Despite operating in a struggling housing industry, Morrison Ranch in 2011 sold more homes than any other master-planned community of its type in Arizona and ranked 23rd in the nation. That announcement comes from John Burns Real Estate Consulting, a national housing analysis company in Irvine, Calif.

As farmers, the Morrison family knew they could coax higher yields from their fields by using improved farming methods.

In much the same way, the Morrisons held out for a better residential design in their planned community. They would sell land to builders if the builders’ designs set houses back from main arterials and included more shade trees, unique house plans, functional front porches, several miles of walking trails, and other family-friendly features.

Setting new houses in Morrison Ranch back from busy streets offers reduced traffic noise for homeowners as well as safer sidewalks. Copyright © photo by Mike Padgett

“We turned everything on its ear,” Morrison says. “Scott, my brother, likes to say, ‘You know, this isn’t everybody’s cup of tea, but if this is what you want, this is the only place in Phoenix you’ll find it.’”

Reclaimed water for green space

The master plan includes using reclaimed water for green space. That design meant adding a second piping system throughout the community to handle the needed irrigation water for grassy areas and the forest of 28,000 trees planted so far.

In addition, homebuilders interested in buying Morrison land would have to agree to input from the Morrisons on the quality of housing.

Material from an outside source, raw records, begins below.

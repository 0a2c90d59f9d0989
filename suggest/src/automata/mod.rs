//! Matching automata for trie traversal.
//!
//! Each automaton implements [`termtrie::StepFilter`] and keeps one state per
//! code point on the current trie path, so backtracking is a truncation.

mod levenshtein;
mod wildcard;

pub use levenshtein::LevenshteinFilter;
pub use wildcard::WildcardFilter;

Some builders balked.

“We ran into a lot of skepticism,” Morrison says. “And a few of them (builders) went on down the street so they could do something else. Because what they wanted is, they wanted the land and then they wanted to do what they wanted on their own.”

“And we said, ‘No, this is what we’re going to do,” he says. “So we’ve always been slow and many have referred to us as stubborn. Hopefully not in character but stubborn in holding to our principles.

“The magic behind this wasn’t one thing,” Morrison continues. “The magic was putting all of these things together in one place.”

Stewardship of the land

Morrison credits much of the family’s success to Don Tompkins, the planner and “executive coach” the Morrisons recruited from Southern California.

Maybe it was their family’s stewardship of the land over three generations that fueled their dreams. Or maybe it was simply daring for a better design that pushed the Morrison family to set the community development bar a little higher.

So far, about 2,300 residences have been completed on 1,560 acres in Morrison Ranch.

Commercial space evolving

Also in the master plan are sites for retail, office and commercial space. The Arizona Farm Bureau recently moved its headquarters from a site near Sky Harbor International Airport into 50,000 square feet of new office space at Morrison Ranch.

Near the Arizona Farm Bureau is Lakeview Village, a 17-acre neighborhood shopping center anchored by a Bashas’ store at Higley and Eliott roads. Unlike most other corner centers, the exterior design of this shopping center offers unique facades for almost every store.

Morrison believes that the builders who win the land auction in March will begin adding streets, sidewalks, water lines and other utilities later this year. If demand for new homes increases in coming months, construction of homes in Elliot Groves could begin in 2013. It will be the first phase of the fifth neighborhood in Morrison Ranch.

Builders active in Morrison Ranch include Ashton Woods Homes, Blandford Homes, Richmond American Homes, and Taylor Morrison.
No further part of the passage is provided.